BEGIN Input data
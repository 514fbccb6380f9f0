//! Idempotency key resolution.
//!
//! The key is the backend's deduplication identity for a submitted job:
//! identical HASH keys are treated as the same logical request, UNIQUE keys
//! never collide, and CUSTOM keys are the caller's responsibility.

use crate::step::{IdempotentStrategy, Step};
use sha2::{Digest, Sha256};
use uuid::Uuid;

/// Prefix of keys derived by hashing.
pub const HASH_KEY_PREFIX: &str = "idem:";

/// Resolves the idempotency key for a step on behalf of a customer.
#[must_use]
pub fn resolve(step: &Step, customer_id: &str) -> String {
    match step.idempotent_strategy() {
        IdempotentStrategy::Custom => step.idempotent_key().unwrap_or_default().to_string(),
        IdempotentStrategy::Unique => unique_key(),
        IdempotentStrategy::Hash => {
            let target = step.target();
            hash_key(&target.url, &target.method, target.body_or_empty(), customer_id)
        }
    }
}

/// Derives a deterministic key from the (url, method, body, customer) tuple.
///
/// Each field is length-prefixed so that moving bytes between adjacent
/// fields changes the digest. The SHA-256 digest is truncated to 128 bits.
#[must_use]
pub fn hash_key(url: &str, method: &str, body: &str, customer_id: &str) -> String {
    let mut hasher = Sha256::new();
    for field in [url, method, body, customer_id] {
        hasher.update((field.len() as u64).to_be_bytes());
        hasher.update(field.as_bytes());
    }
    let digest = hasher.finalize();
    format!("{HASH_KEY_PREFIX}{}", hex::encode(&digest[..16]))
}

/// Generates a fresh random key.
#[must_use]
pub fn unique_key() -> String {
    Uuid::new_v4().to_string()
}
END Input data
### What the exercise asks:
Every record, from the first to the last, should be transcribed exactly.

### Solution for this task:
repository 514fbccb6380f9f0
//! Idempotency key resolution.
//!
//! The key is the backend's deduplication identity for a submitted job:
//! identical HASH keys are treated as the same logical request, UNIQUE keys
//! never collide, and CUSTOM keys are the caller's responsibility.

use crate::step::{IdempotentStrategy, Step};
use sha2::{Digest, Sha256};
use uuid::Uuid;

/// Prefix of keys derived by hashing.
pub const HASH_KEY_PREFIX: &str = "idem:";

/// Resolves the idempotency key for a step on behalf of a customer.
#[must_use]
pub fn resolve(step: &Step, customer_id: &str) -> String {
    match step.idempotent_strategy() {
        IdempotentStrategy::Custom => step.idempotent_key().unwrap_or_default().to_string(),
        IdempotentStrategy::Unique => unique_key(),
        IdempotentStrategy::Hash => {
            let target = step.target();
            hash_key(&target.url, &target.method, target.body_or_empty(), customer_id)
        }
    }
}

/// Derives a deterministic key from the (url, method, body, customer) tuple.
///
/// Each field is length-prefixed so that moving bytes between adjacent
/// fields changes the digest. The SHA-256 digest is truncated to 128 bits.
#[must_use]
pub fn hash_key(url: &str, method: &str, body: &str, customer_id: &str) -> String {
    let mut hasher = Sha256::new();
    for field in [url, method, body, customer_id] {
        hasher.update((field.len() as u64).to_be_bytes());
        hasher.update(field.as_bytes());
    }
    let digest = hasher.finalize();
    format!("{HASH_KEY_PREFIX}{}", hex::encode(&digest[..16]))
}

/// Generates a fresh random key.
#[must_use]
pub fn unique_key() -> String {
    Uuid::new_v4().to_string()
}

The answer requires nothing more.